Nassau has begun a pilot program that for the first time requires a minimum number of county detectives to be on duty in all eight police precincts.
An administrative order issued last week mandates that three detectives be on duty at the start of each shift in the First, Third and Fifth precincts, and that two detectives must begin each shift in the remaining precincts.
Under past police practice, two detectives have been on duty at the beginning of shifts at county precincts.
While the Superior Officers Association and Police Benevolent Association have minimum staffing language in their contracts, the Detectives Association has not had a similar requirement.
Unions usually want minimum staffing, which they say protects the public by ensuring that there are enough police in all areas at all times. County officials, however, generally argue that they need the flexibility to decide how to assign officers in order to save money and improve efficiency.
Even with the increased number of detectives at several of the precincts, County Executive Edward Mangano says he will save money by reassigning detectives from special details. He has said the pilot program will be evaluated after six months.
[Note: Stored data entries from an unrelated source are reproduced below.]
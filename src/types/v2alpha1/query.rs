// Copyright 2025 RustFS Team
//
// Licensed under the Apache License, Version 2.0 (the "License");
// you may not use this file except in compliance with the License.
// You may obtain a copy of the License at
//
//     http://www.apache.org/licenses/LICENSE-2.0
//
// Unless required by applicable law or agreed to in writing, software
// distributed under the License is distributed on an "AS IS" BASIS,
// WITHOUT WARRANTIES OR CONDITIONS OF ANY KIND, either express or implied.
// See the License for the specific language governing permissions and
// limitations under the License.

//! Filter, sort and paging parameters of the list endpoints.
//!
//! Every list applies the pipeline in the same order: filter, then sort, then
//! slice out the requested page.

use crate::types::v2alpha1::rule::{Alert, GettableAlertingRule};
use std::cmp::Ordering;
use std::collections::{BTreeMap, HashMap};

pub const FIELD_NAME: &str = "name";
pub const FIELD_STATE: &str = "state";
pub const FIELD_HEALTH: &str = "health";
pub const FIELD_LABEL_FILTERS: &str = "label_filters";
pub const FIELD_SORT_FIELD: &str = "sort_field";
pub const FIELD_SORT_TYPE: &str = "sort_type";
pub const FIELD_PAGE: &str = "page";
pub const FIELD_LIMIT: &str = "limit";

pub const SORT_FIELD_NAME: &str = "name";
pub const SORT_FIELD_LAST_EVALUATION: &str = "lastEvaluation";
pub const SORT_FIELD_EVALUATION_TIME: &str = "evaluationTime";
pub const SORT_TYPE_DESC: &str = "desc";

pub const DEFAULT_PAGE: usize = 1;
pub const DEFAULT_LIMIT: usize = 10;

#[derive(Clone, Debug, PartialEq)]
pub struct AlertingRuleQueryParams {
    pub name_contain_filter: String,
    pub state: String,
    pub health: String,
    pub label_equal_filters: BTreeMap<String, String>,
    pub label_contain_filters: BTreeMap<String, String>,
    pub page: usize,
    pub limit: usize,
    pub sort_field: String,
    pub sort_type: String,
}

impl Default for AlertingRuleQueryParams {
    fn default() -> Self {
        Self {
            name_contain_filter: String::new(),
            state: String::new(),
            health: String::new(),
            label_equal_filters: BTreeMap::new(),
            label_contain_filters: BTreeMap::new(),
            page: DEFAULT_PAGE,
            limit: DEFAULT_LIMIT,
            sort_field: String::new(),
            sort_type: String::new(),
        }
    }
}

impl AlertingRuleQueryParams {
    pub fn from_query(query: &HashMap<String, String>) -> Self {
        let get = |key: &str| query.get(key).cloned().unwrap_or_default();
        let (label_equal_filters, label_contain_filters) = parse_label_filters(&get(FIELD_LABEL_FILTERS));

        Self {
            name_contain_filter: get(FIELD_NAME),
            state: get(FIELD_STATE),
            health: get(FIELD_HEALTH),
            label_equal_filters,
            label_contain_filters,
            page: parse_positive(query.get(FIELD_PAGE), DEFAULT_PAGE),
            limit: parse_positive(query.get(FIELD_LIMIT), DEFAULT_LIMIT),
            sort_field: get(FIELD_SORT_FIELD),
            sort_type: get(FIELD_SORT_TYPE),
        }
    }

    pub fn filter(&self, rules: Vec<GettableAlertingRule>) -> Vec<GettableAlertingRule> {
        rules.into_iter().filter(|r| self.matches(r)).collect()
    }

    fn matches(&self, rule: &GettableAlertingRule) -> bool {
        if !self.name_contain_filter.is_empty()
            && !rule
                .rule
                .name
                .to_lowercase()
                .contains(&self.name_contain_filter.to_lowercase())
        {
            return false;
        }
        if !self.state.is_empty() && self.state != rule.state.to_string() {
            return false;
        }
        if !self.health.is_empty() && self.health != rule.health.to_string() {
            return false;
        }
        labels_match(
            &rule.rule.labels,
            &self.label_equal_filters,
            &self.label_contain_filters,
        )
    }

    pub fn sort(&self, rules: &mut [GettableAlertingRule]) {
        let reverse = self.sort_type == SORT_TYPE_DESC;
        let directed = |o: Ordering| if reverse { o.reverse() } else { o };

        match self.sort_field.as_str() {
            SORT_FIELD_NAME => rules.sort_by(|a, b| {
                directed(a.rule.name.cmp(&b.rule.name)).then_with(|| fallback_order(a, b))
            }),
            SORT_FIELD_LAST_EVALUATION => rules.sort_by(|a, b| {
                // rules never evaluated go last in both directions
                match (a.last_evaluation, b.last_evaluation) {
                    (Some(l), Some(r)) => directed(l.cmp(&r)),
                    (Some(_), None) => Ordering::Less,
                    (None, Some(_)) => Ordering::Greater,
                    (None, None) => Ordering::Equal,
                }
                .then_with(|| fallback_order(a, b))
            }),
            SORT_FIELD_EVALUATION_TIME => rules.sort_by(|a, b| {
                directed(
                    a.evaluation_duration_seconds
                        .total_cmp(&b.evaluation_duration_seconds),
                )
                .then_with(|| fallback_order(a, b))
            }),
            _ => rules.sort_by(fallback_order),
        }
    }

    pub fn sub<T: Clone>(&self, items: &[T]) -> Vec<T> {
        page_of(items, self.page, self.limit)
    }
}

/// Default order of alerting rules: most recently updated first, then
/// ascending id. It keeps list pages and lookups among duplicates stable.
pub fn fallback_order(a: &GettableAlertingRule, b: &GettableAlertingRule) -> Ordering {
    b.update_time()
        .cmp(&a.update_time())
        .then_with(|| a.rule.id.cmp(&b.rule.id))
}

#[derive(Clone, Debug, PartialEq)]
pub struct AlertQueryParams {
    pub state: String,
    pub label_equal_filters: BTreeMap<String, String>,
    pub label_contain_filters: BTreeMap<String, String>,
    pub page: usize,
    pub limit: usize,
}

impl Default for AlertQueryParams {
    fn default() -> Self {
        Self {
            state: String::new(),
            label_equal_filters: BTreeMap::new(),
            label_contain_filters: BTreeMap::new(),
            page: DEFAULT_PAGE,
            limit: DEFAULT_LIMIT,
        }
    }
}

impl AlertQueryParams {
    pub fn from_query(query: &HashMap<String, String>) -> Self {
        let (label_equal_filters, label_contain_filters) = parse_label_filters(
            query
                .get(FIELD_LABEL_FILTERS)
                .map(String::as_str)
                .unwrap_or_default(),
        );

        Self {
            state: query.get(FIELD_STATE).cloned().unwrap_or_default(),
            label_equal_filters,
            label_contain_filters,
            page: parse_positive(query.get(FIELD_PAGE), DEFAULT_PAGE),
            limit: parse_positive(query.get(FIELD_LIMIT), DEFAULT_LIMIT),
        }
    }

    pub fn filter(&self, alerts: Vec<Alert>) -> Vec<Alert> {
        alerts
            .into_iter()
            .filter(|a| {
                (self.state.is_empty() || self.state == a.state.to_string())
                    && labels_match(
                        &a.labels,
                        &self.label_equal_filters,
                        &self.label_contain_filters,
                    )
            })
            .collect()
    }

    /// Newest alerts first; alerts without an activation time go last.
    pub fn sort(&self, alerts: &mut [Alert]) {
        alerts.sort_by(|a, b| {
            match (a.active_at, b.active_at) {
                (Some(l), Some(r)) => r.cmp(&l),
                (Some(_), None) => Ordering::Less,
                (None, Some(_)) => Ordering::Greater,
                (None, None) => Ordering::Equal,
            }
            .then_with(|| a.labels.cmp(&b.labels))
        });
    }

    pub fn sub<T: Clone>(&self, items: &[T]) -> Vec<T> {
        page_of(items, self.page, self.limit)
    }
}

/// Splits `k=v` (exact) and `k~v` (substring) filters out of a comma
/// separated list. Entries with an empty key or value are ignored.
pub fn parse_label_filters(raw: &str) -> (BTreeMap<String, String>, BTreeMap<String, String>) {
    let mut equal = BTreeMap::new();
    let mut contain = BTreeMap::new();

    for filter in raw.split(',') {
        if let Some((k, v)) = filter.split_once('=')
            && !k.is_empty()
            && !v.is_empty()
        {
            equal.insert(k.to_string(), v.to_string());
        } else if let Some((k, v)) = filter.split_once('~')
            && !k.is_empty()
            && !v.is_empty()
        {
            contain.insert(k.to_string(), v.to_string());
        }
    }

    (equal, contain)
}

fn labels_match(
    labels: &BTreeMap<String, String>,
    equal: &BTreeMap<String, String>,
    contain: &BTreeMap<String, String>,
) -> bool {
    equal
        .iter()
        .all(|(k, v)| labels.get(k).is_some_and(|lv| lv == v))
        && contain
            .iter()
            .all(|(k, v)| labels.get(k).is_some_and(|lv| lv.contains(v.as_str())))
}

fn parse_positive(raw: Option<&String>, default: usize) -> usize {
    raw.and_then(|v| v.trim().parse::<i64>().ok())
        .filter(|v| *v > 0)
        .and_then(|v| usize::try_from(v).ok())
        .unwrap_or(default)
}

fn page_of<T: Clone>(items: &[T], page: usize, limit: usize) -> Vec<T> {
    let start = page.saturating_sub(1).saturating_mul(limit);
    if start >= items.len() {
        return Vec::new();
    }
    let stop = start.saturating_add(limit).min(items.len());
    items[start..stop].to_vec()
}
"This is another action taken by County Executive Mangano to put more officers on the streets while reducing overtime costs incurred by taxpayers," said aide Brian Nevin.
County Comptroller George Maragos, who has publicly complained about labor rules that restrict the county's ability to manage its employees, said Friday in response to the order: "The economic benefit of having minimum manning of detectives is difficult to quantify and may be minimal."